# Extracted information:

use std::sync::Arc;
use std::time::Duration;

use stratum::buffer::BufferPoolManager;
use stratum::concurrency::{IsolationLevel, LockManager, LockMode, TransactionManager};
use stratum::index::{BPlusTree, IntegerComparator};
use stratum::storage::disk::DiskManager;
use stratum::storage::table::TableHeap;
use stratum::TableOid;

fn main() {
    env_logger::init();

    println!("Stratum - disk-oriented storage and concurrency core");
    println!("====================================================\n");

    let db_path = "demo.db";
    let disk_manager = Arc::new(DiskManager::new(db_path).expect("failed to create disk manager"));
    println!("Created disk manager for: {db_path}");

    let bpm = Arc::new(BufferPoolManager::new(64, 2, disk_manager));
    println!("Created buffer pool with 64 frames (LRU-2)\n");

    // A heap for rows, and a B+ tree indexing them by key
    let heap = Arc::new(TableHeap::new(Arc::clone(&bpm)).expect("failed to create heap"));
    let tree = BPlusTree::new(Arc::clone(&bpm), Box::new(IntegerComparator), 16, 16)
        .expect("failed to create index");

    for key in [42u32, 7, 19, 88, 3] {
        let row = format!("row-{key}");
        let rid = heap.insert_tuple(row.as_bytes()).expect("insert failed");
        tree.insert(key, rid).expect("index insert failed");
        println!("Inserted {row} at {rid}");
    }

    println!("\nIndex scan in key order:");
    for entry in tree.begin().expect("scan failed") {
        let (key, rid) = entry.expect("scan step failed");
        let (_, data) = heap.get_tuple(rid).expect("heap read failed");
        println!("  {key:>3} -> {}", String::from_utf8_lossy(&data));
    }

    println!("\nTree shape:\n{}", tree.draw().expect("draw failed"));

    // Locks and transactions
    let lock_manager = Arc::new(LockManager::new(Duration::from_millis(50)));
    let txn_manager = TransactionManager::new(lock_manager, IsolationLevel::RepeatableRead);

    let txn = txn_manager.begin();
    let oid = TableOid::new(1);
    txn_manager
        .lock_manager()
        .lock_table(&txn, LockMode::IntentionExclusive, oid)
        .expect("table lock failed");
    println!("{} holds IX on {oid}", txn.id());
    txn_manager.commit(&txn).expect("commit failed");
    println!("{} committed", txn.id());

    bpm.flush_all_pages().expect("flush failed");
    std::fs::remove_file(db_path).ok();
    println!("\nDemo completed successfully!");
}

--

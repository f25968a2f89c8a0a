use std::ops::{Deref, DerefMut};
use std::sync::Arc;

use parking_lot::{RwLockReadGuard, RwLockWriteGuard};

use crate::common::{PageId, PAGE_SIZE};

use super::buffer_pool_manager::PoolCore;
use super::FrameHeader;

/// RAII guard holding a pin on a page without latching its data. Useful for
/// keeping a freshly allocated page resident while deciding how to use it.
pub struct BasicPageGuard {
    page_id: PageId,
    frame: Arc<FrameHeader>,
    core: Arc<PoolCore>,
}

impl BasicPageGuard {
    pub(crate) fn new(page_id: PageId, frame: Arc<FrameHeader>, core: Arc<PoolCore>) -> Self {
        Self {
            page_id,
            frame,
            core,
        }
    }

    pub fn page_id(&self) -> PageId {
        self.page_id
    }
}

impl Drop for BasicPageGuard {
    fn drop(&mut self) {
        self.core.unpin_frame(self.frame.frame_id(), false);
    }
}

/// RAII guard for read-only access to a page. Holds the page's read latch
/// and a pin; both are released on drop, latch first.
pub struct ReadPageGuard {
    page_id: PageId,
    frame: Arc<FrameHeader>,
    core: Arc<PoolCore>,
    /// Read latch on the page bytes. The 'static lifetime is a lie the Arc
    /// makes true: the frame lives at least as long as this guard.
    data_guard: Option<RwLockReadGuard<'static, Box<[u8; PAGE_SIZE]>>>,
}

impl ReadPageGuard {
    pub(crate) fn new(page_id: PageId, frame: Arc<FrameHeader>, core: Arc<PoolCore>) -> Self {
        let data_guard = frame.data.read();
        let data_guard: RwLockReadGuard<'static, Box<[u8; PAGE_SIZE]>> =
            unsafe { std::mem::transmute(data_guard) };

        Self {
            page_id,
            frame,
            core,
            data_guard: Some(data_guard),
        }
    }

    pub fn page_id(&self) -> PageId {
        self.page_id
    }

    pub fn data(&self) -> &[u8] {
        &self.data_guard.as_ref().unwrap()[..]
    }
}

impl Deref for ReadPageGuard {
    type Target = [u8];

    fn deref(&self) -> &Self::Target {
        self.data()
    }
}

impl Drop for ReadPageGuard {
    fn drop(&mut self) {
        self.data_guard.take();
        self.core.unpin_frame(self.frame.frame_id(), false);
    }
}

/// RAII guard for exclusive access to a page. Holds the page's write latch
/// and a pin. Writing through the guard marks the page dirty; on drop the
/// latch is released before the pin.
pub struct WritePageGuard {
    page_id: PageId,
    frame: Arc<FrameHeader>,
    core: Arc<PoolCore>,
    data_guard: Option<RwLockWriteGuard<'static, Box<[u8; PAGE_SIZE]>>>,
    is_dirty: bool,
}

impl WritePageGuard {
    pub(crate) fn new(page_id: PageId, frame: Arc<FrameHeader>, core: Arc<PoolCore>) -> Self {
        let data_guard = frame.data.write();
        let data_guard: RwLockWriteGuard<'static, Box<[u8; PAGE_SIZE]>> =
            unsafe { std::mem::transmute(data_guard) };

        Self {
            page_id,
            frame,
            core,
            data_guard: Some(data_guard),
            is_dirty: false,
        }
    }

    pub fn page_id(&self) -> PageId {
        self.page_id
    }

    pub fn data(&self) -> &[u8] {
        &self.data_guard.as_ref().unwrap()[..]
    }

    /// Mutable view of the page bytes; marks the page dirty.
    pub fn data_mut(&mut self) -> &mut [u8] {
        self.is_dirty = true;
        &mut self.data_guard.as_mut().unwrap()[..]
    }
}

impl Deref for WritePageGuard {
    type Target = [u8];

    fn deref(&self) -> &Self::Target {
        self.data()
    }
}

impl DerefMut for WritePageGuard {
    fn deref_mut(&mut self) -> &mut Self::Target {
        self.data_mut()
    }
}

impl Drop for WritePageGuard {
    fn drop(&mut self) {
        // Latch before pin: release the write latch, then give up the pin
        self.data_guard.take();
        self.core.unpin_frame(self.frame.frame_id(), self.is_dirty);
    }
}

# Exercise description:
Write down, word for word, the lines above from the one containing "use std::time::Duration;" through the one containing "env_logger::init();", both ends included.

# Answer box:
use std::time::Duration;

use stratum::buffer::BufferPoolManager;
use stratum::concurrency::{IsolationLevel, LockManager, LockMode, TransactionManager};
use stratum::index::{BPlusTree, IntegerComparator};
use stratum::storage::disk::DiskManager;
use stratum::storage::table::TableHeap;
use stratum::TableOid;

fn main() {
    env_logger::init();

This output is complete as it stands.